Massenet's 'Don Quichotte' in San Diego,
enjoyed by MARIA NOCKIN

 

Jules Massenet (1842-1912), the son of a French ironworker, was born in what is now the city of St Etienne in the Massif Central between Toulouse and Lyon. He studied at the Paris Conservatory, supporting himself by playing percussion at the Théâtre Lyrique and piano at the Café Belleville. At that time his mentor was Ambroise Thomas, the composer of the opera Hamlet. After 1878, Massenet also taught at that same conservatory where one of his pupils was Gustave Charpentier, the composer of Louise.

Denyce Graves as Dulcinea in San Diego Opera's production of 'Don Quichotte'. Photo © 2009 Cory Weaver
Denyce Graves as Dulcinea in San Diego Opera's production of 'Don Quichotte'. Photo © 2009 Cory Weaver

Long before that, in 1862, Massenet won the Prix de Rome which allowed him to hone his craft by studying and composing for three years in Italy. He was a very facile composer and his output of operas was prodigious. Among his most often heard works are: Manon (1884), Werther (1892), Thaïs (1894), Cendrillon (1899), Le Jongleur de Notre Dame (1902) and the work written specifically for the great Russian bass, Fyodor Chaliapin, Don Quichotte (1910).

Joel Sorensen as Rodriguez (left) and Bryan Register as Juan in San Diego Opera's production of 'Don Quichotte'. Photo © 2009 Cory Weaver
Joel Sorensen as Rodriguez (left) and Bryan Register as Juan in San Diego Opera's production of 'Don Quichotte'. Photo © 2009 Cory Weaver

On 20 February 2009, San Diego Opera presented the third performance of Don Quichotte starring the veteran Italian bass, Ferruccio Furlanetto, in the title role.
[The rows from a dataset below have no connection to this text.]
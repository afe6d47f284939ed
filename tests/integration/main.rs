//! Integration tests: fixture source → context → simulation → page.

mod fixture_source;
mod simulation;
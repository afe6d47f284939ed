//! Shared types for the Aerial demo.
//!
//! The fixture model (`DemoData`, `PerfProfile`, `ComponentStat`) mirrors the
//! JSON produced by the data builder. Simulation output (`Session`,
//! `Metrics`, `SimulationResult`) is transient and recomputed on every run.

use serde::{Deserialize, Serialize};
use std::fmt;

// ---------------------------------------------------------------------------
// Fixture
// ---------------------------------------------------------------------------

/// A named deployment-scale profile loaded from the fixture.
#[derive(Debug, Clone, PartialEq, Serialize, Deserialize)]
pub struct PerfProfile {
    pub name: String,
    /// Number of test-case groups in the source perf file.
    pub groups: u32,
    /// Total test cases across all groups.
    pub num_testcases: u32,
    #[serde(default)]
    pub sample_scenarios: Vec<String>,
}

impl fmt::Display for PerfProfile {
    fn fmt(&self, f: &mut fmt::Formatter<'_>) -> fmt::Result {
        write!(f, "{} ({} scenarios)", self.name, self.num_testcases)
    }
}

impl PerfProfile {
    pub fn new(name: impl Into<String>, groups: u32, num_testcases: u32) -> Self {
        Self {
            name: name.into(),
            groups,
            num_testcases,
            sample_scenarios: Vec::new(),
        }
    }

    /// Test cases per group. Profiles with zero groups count as one group.
    pub fn density(&self) -> f64 {
        self.num_testcases as f64 / self.groups.max(1) as f64
    }
}

/// File count for one top-level SDK component directory.
#[derive(Debug, Clone, PartialEq, Serialize, Deserialize)]
pub struct ComponentStat {
    pub name: String,
    pub description: String,
    pub file_count: u64,
}

/// The demo fixture (`data/demo-data.json`).
#[derive(Debug, Clone, PartialEq, Serialize, Deserialize)]
pub struct DemoData {
    #[serde(default, skip_serializing_if = "Option::is_none")]
    pub repo: Option<String>,
    pub overview: Vec<String>,
    #[serde(default)]
    pub components: Vec<ComponentStat>,
    pub perf_profiles: Vec<PerfProfile>,
}

impl DemoData {
    /// Find a profile by exact name.
    pub fn find_profile(&self, name: &str) -> Option<&PerfProfile> {
        self.perf_profiles.iter().find(|p| p.name == name)
    }

    #[cfg(test)]
    pub fn sample() -> Self {
        DemoData {
            repo: Some("NVIDIA Aerial CUDA-Accelerated RAN".to_string()),
            overview: vec![
                "cuPHY: GPU-accelerated 5G PHY layer".to_string(),
                "cuMAC: GPU-accelerated MAC scheduler".to_string(),
            ],
            components: Vec::new(),
            perf_profiles: vec![
                PerfProfile::new("edge", 2, 20),
                PerfProfile::new("testcases_F08", 6, 84),
                PerfProfile::new("empty", 0, 0),
            ],
        }
    }
}

// ---------------------------------------------------------------------------
// Traffic types
// ---------------------------------------------------------------------------

/// Workload category selected in the form.
#[derive(Debug, Clone, Copy, PartialEq, Eq, Hash, Serialize, Deserialize)]
#[serde(rename_all = "lowercase")]
pub enum TrafficType {
    Voice,
    Video,
    Iot,
}

/// Tuning constants applied per traffic type.
#[derive(Debug, Clone, Copy, PartialEq)]
pub struct TrafficTuning {
    pub latency_bias: f64,
    pub prb_scale: f64,
    pub reliability_boost: f64,
    pub slice: &'static str,
}

const VOICE_TUNING: TrafficTuning = TrafficTuning {
    latency_bias: -0.8,
    prb_scale: 0.7,
    reliability_boost: 0.003,
    slice: "URLLC",
};

const VIDEO_TUNING: TrafficTuning = TrafficTuning {
    latency_bias: 1.9,
    prb_scale: 1.5,
    reliability_boost: -0.004,
    slice: "eMBB",
};

const IOT_TUNING: TrafficTuning = TrafficTuning {
    latency_bias: 0.2,
    prb_scale: 0.45,
    reliability_boost: 0.006,
    slice: "mMTC",
};

impl TrafficType {
    /// All known traffic types, in form order.
    pub const ALL: &'static [TrafficType] =
        &[TrafficType::Voice, TrafficType::Video, TrafficType::Iot];

    /// The form/API key for this traffic type.
    pub fn key(&self) -> &'static str {
        match self {
            TrafficType::Voice => "voice",
            TrafficType::Video => "video",
            TrafficType::Iot => "iot",
        }
    }

    pub fn tuning(&self) -> &'static TrafficTuning {
        match self {
            TrafficType::Voice => &VOICE_TUNING,
            TrafficType::Video => &VIDEO_TUNING,
            TrafficType::Iot => &IOT_TUNING,
        }
    }

    /// Human-readable label used in the traffic-type selector.
    pub fn label(&self) -> &'static str {
        match self {
            TrafficType::Voice => "Voice (URLLC)",
            TrafficType::Video => "Video (eMBB)",
            TrafficType::Iot => "IoT (mMTC)",
        }
    }
}

impl fmt::Display for TrafficType {
    fn fmt(&self, f: &mut fmt::Formatter<'_>) -> fmt::Result {
        write!(f, "{}", self.key())
    }
}

impl std::str::FromStr for TrafficType {
    type Err = DemoError;

    fn from_str(s: &str) -> Result<Self, Self::Err> {
        match s.trim().to_lowercase().as_str() {
            "voice" => Ok(TrafficType::Voice),
            "video" => Ok(TrafficType::Video),
            "iot" => Ok(TrafficType::Iot),
            _ => Err(DemoError::UnknownTrafficType(s.to_string())),
        }
    }
}

// ---------------------------------------------------------------------------
// Simulation output
// ---------------------------------------------------------------------------

/// One synthetic connection record.
#[derive(Debug, Clone, PartialEq, Serialize, Deserialize)]
pub struct Session {
    pub session_id: String,
    pub slice: String,
    pub prbs: i64,
    pub latency_ms: f64,
    /// Fraction in 0..1.
    pub reliability: f64,
}

impl fmt::Display for Session {
    fn fmt(&self, f: &mut fmt::Formatter<'_>) -> fmt::Result {
        write!(
            f,
            "{} [{}] prbs={} latency={:.2}ms reliability={:.3}%",
            self.session_id,
            self.slice,
            self.prbs,
            self.latency_ms,
            self.reliability * 100.0,
        )
    }
}

/// Aggregate KPIs for one simulation run.
#[derive(Debug, Clone, Copy, PartialEq, Serialize, Deserialize)]
pub struct Metrics {
    pub throughput_gbps: f64,
    pub avg_latency_ms: f64,
    pub reliability: f64,
    pub gpu_load: f64,
}

impl fmt::Display for Metrics {
    fn fmt(&self, f: &mut fmt::Formatter<'_>) -> fmt::Result {
        write!(
            f,
            "throughput={:.2} Gbps | latency={:.2} ms | reliability={:.3}% | gpu={:.1}/100",
            self.throughput_gbps,
            self.avg_latency_ms,
            self.reliability * 100.0,
            self.gpu_load,
        )
    }
}

#[derive(Debug, Clone, PartialEq, Serialize, Deserialize)]
pub struct SimulationResult {
    pub sessions: Vec<Session>,
    pub metrics: Metrics,
}

// ---------------------------------------------------------------------------
// Error types
// ---------------------------------------------------------------------------

/// Domain-specific error types for the demo.
#[derive(Debug, Clone, PartialEq, thiserror::Error)]
pub enum DemoError {
    #[error("Failed to fetch fixture ({source_desc}): {message}")]
    Fetch { source_desc: String, message: String },

    #[error("Malformed fixture ({source_desc}): {message}")]
    MalformedFixture { source_desc: String, message: String },

    #[error("Unknown profile: {0}")]
    UnknownProfile(String),

    #[error("Unknown traffic type: {0}")]
    UnknownTrafficType(String),

    #[error("Invalid concurrency: {0}")]
    InvalidConcurrency(String),

    #[error("Fixture has no perf profiles")]
    NoProfiles,

    #[error("Demo data not loaded")]
    NotLoaded,

    #[error("Failed to render page: {0}")]
    Render(String),
}

impl DemoError {
    /// Whether this error came from a failed name lookup.
    pub fn is_lookup(&self) -> bool {
        matches!(
            self,
            DemoError::UnknownProfile(_) | DemoError::UnknownTrafficType(_)
        )
    }
}

// ---------------------------------------------------------------------------
// Tests
// ---------------------------------------------------------------------------
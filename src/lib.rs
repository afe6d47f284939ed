//! Aerial demo: synthetic 5G session simulator and showcase page.
//!
//! Library crate exposing all modules for use by integration tests
//! and the binary entry point.

pub mod config;
pub mod types;
pub mod engine;
pub mod fixture;
pub mod render;
pub mod dashboard;
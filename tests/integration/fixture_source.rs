//! In-memory fixture source for integration testing.
//!
//! Provides a deterministic `FixtureSource` that serves a known fixture,
//! or a forced failure, and counts how often it was fetched.

use async_trait::async_trait;
use std::sync::atomic::{AtomicUsize, Ordering};
use std::sync::Mutex;

use aerial_demo::fixture::FixtureSource;
use aerial_demo::types::{DemoData, DemoError, PerfProfile};

pub struct StaticSource {
    data: DemoData,
    fetches: AtomicUsize,
    /// If set, every fetch returns this error.
    force_error: Mutex<Option<DemoError>>,
}

impl StaticSource {
    pub fn new(data: DemoData) -> Self {
        Self {
            data,
            fetches: AtomicUsize::new(0),
            force_error: Mutex::new(None),
        }
    }

    /// A fixture with the reference `edge` profile first.
    pub fn reference() -> Self {
        Self::new(DemoData {
            repo: Some("NVIDIA Aerial CUDA-Accelerated RAN".to_string()),
            overview: vec![
                "cuPHY: GPU-accelerated 5G PHY".to_string(),
                "cuMAC: GPU-accelerated MAC scheduler".to_string(),
                "pyAerial: Python APIs for research".to_string(),
            ],
            components: Vec::new(),
            perf_profiles: vec![
                PerfProfile::new("edge", 2, 20),
                PerfProfile::new("testcases_F08", 6, 84),
                PerfProfile::new("testcases_F14", 4, 40),
            ],
        })
    }

    pub fn set_error(&self, err: DemoError) {
        *self.force_error.lock().unwrap() = Some(err);
    }

    pub fn fetch_count(&self) -> usize {
        self.fetches.load(Ordering::SeqCst)
    }
}

#[async_trait]
impl FixtureSource for StaticSource {
    async fn fetch(&self) -> Result<DemoData, DemoError> {
        self.fetches.fetch_add(1, Ordering::SeqCst);
        if let Some(err) = self.force_error.lock().unwrap().clone() {
            return Err(err);
        }
        Ok(self.data.clone())
    }

    fn describe(&self) -> String {
        "static://reference".to_string()
    }
}
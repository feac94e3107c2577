//! Timer-based stand-in for `requestAnimationFrame`

/// Frame pacing for hosts without an animation-frame primitive
///
/// Spaces timer callbacks `interval_ms` apart: a request made at `now` fires
/// after `max(0, interval - (now - last))` and reports `now + delay` as its
/// frame timestamp.
#[derive(Clone, Debug)]
pub struct FrameFallback {
    interval_ms: f64,
    last_ms: f64,
}

impl FrameFallback {
    /// Create a fallback pacing frames `interval_ms` apart
    pub fn new(interval_ms: f64) -> Self {
        Self {
            interval_ms,
            last_ms: 0.0,
        }
    }

    /// Plan the next frame for a request made at `now_ms`
    ///
    /// Returns `(delay_ms, frame_timestamp_ms)`.
    pub fn next(&mut self, now_ms: f64) -> (f64, f64) {
        let delay = (self.interval_ms - (now_ms - self.last_ms)).max(0.0);
        self.last_ms = now_ms + delay;
        (delay, self.last_ms)
    }

    /// Target spacing between frames
    #[inline]
    pub fn interval_ms(&self) -> f64 {
        self.interval_ms
    }
}

impl Default for FrameFallback {
    fn default() -> Self {
        Self::new(16.0)
    }
}
//! Topic-based publish/subscribe
//!
//! Publishers and subscribers only share a topic name. Dispatch is
//! synchronous and runs on the caller's stack.

use std::cell::RefCell;
use std::collections::HashMap;
use std::rc::Rc;

/// Shared subscriber callback
///
/// Identity is the `Rc` allocation: registering a clone of the same `Rc`
/// twice is a no-op, and `off` must be given a clone of the registered `Rc`.
pub type Subscriber<P> = Rc<dyn Fn(&P)>;

/// Wrap a closure as a [`Subscriber`]
pub fn subscriber<P, F>(f: F) -> Subscriber<P>
where
    F: Fn(&P) + 'static,
{
    Rc::new(f)
}

/// Message bus keyed by topic name
///
/// Owned by the composition root and shared by `Rc`. Every operation is a
/// no-op on unknown topics; nothing here fails.
pub struct MessageBus<P> {
    topics: RefCell<HashMap<String, Vec<Subscriber<P>>>>,
}

impl<P> Default for MessageBus<P> {
    fn default() -> Self {
        Self::new()
    }
}

impl<P> MessageBus<P> {
    /// Create an empty bus
    pub fn new() -> Self {
        Self {
            topics: RefCell::new(HashMap::new()),
        }
    }

    /// Register `subscriber` under `topic`
    pub fn on(&self, topic: &str, subscriber: Subscriber<P>) {
        let mut topics = self.topics.borrow_mut();
        let list = topics.entry(topic.to_string()).or_default();
        if list.iter().any(|s| Rc::ptr_eq(s, &subscriber)) {
            return;
        }
        list.push(subscriber);
    }

    /// Remove the first occurrence of `subscriber` from `topic`
    ///
    /// Removal takes effect immediately. Returns `false` when nothing matched.
    pub fn off(&self, topic: &str, subscriber: &Subscriber<P>) -> bool {
        let mut topics = self.topics.borrow_mut();
        let list = match topics.get_mut(topic) {
            Some(list) => list,
            None => return false,
        };
        match list.iter().position(|s| Rc::ptr_eq(s, subscriber)) {
            Some(index) => {
                list.remove(index);
                true
            }
            None => false,
        }
    }

    /// Deliver `payload` to every subscriber of `topic` in registration order
    ///
    /// The subscriber list is snapshotted first, so `on`/`off` calls made by
    /// a subscriber apply from the next `send`. Nested sends are fine.
    pub fn send(&self, topic: &str, payload: P) {
        let snapshot: Vec<Subscriber<P>> = match self.topics.borrow().get(topic) {
            Some(list) => list.clone(),
            None => return,
        };
        for subscriber in snapshot {
            subscriber(&payload);
        }
    }

    /// Number of subscribers registered under `topic`
    pub fn subscriber_count(&self, topic: &str) -> usize {
        self.topics.borrow().get(topic).map(Vec::len).unwrap_or(0)
    }

    /// Check if `topic` has at least one subscriber
    #[inline]
    pub fn has_subscribers(&self, topic: &str) -> bool {
        self.subscriber_count(topic) > 0
    }

    /// Topics that have ever been subscribed to, sorted
    pub fn topics(&self) -> Vec<String> {
        let mut names: Vec<String> = self.topics.borrow().keys().cloned().collect();
        names.sort();
        names
    }
}
//! Anchor eligibility for soft navigation

/// What the router knows about an anchor when deciding to hijack it
#[derive(Clone, Debug, PartialEq, Eq)]
pub struct LinkCandidate {
    /// href resolved against the document base
    pub resolved_href: String,
    /// `target` attribute
    pub target: Option<String>,
    /// Whether the anchor carries the opt-out marker
    pub opted_out: bool,
}

/// Why an anchor keeps native navigation
#[derive(Clone, Copy, Debug, PartialEq, Eq)]
pub enum SkipReason {
    /// Resolved href points at another origin or a non-http scheme
    CrossOrigin,
    /// Opens in a new browsing context
    NewWindow,
    /// Explicitly opted out by markup
    OptedOut,
}

/// Decide whether an anchor under `origin` may be hijacked
pub fn eligibility(candidate: &LinkCandidate, origin: &str) -> Result<(), SkipReason> {
    if !is_same_origin(&candidate.resolved_href, origin) {
        return Err(SkipReason::CrossOrigin);
    }
    if candidate.target.as_deref() == Some("_blank") {
        return Err(SkipReason::NewWindow);
    }
    if candidate.opted_out {
        return Err(SkipReason::OptedOut);
    }
    Ok(())
}

/// Check that `href` lives under `origin`
///
/// Scheme and host compare case-insensitively. The origin must be followed
/// by the end of the href or a path, query or fragment delimiter, so
/// `http://site.dev.evil` is not under `http://site.dev`.
pub fn is_same_origin(href: &str, origin: &str) -> bool {
    if origin.is_empty() {
        return false;
    }
    let head = match href.get(..origin.len()) {
        Some(head) => head,
        None => return false,
    };
    if !head.eq_ignore_ascii_case(origin) {
        return false;
    }
    matches!(
        href[origin.len()..].chars().next(),
        None | Some('/') | Some('?') | Some('#')
    )
}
In this opera Massenet worked with Henri Cain, the librettist for Cendrillon, and the result was a poignant version of the exploits of the Spanish would-be knight.

Ferrucio Furlanetto as Don Quichotte and Denyce Graves as Dulcinea in San Diego Opera's production of 'Don Quichotte'. Photo © 2009 Cory Weaver
Ferrucio Furlanetto as Don Quichotte and Denyce Graves as Dulcinea in San Diego Opera's production of 'Don Quichotte'. Photo © 2009 Cory Weaver

Furlanetto had the audience in the palm of his hand as he courted the lovely Dulcinée, Denyce Graves, promised the impossible to Sancho Panza, Eduardo Chama, and fought with windmills. When he finally left this world for a place among the stars, there was not a dry eye to be had. Furlanetto is the kind of artist who holds your attention with his polished legato singing and intense characterization.

Denyce Graves as Dulcinea in San Diego Opera's production of 'Don Quichotte'. Photo © 2009 Cory Weaver
Denyce Graves as Dulcinea in San Diego Opera's production of 'Don Quichotte'. Photo © 2009 Cory Weaver

Director Ian Campbell, the company's general manager, put together a realistic production with solid looking sets. Designed by Ralph Funicello, they were different and most impressive for each of the opera's five acts. The costumes by Missy West and lighting design by Marie Barrett added much to the atmosphere of the piece.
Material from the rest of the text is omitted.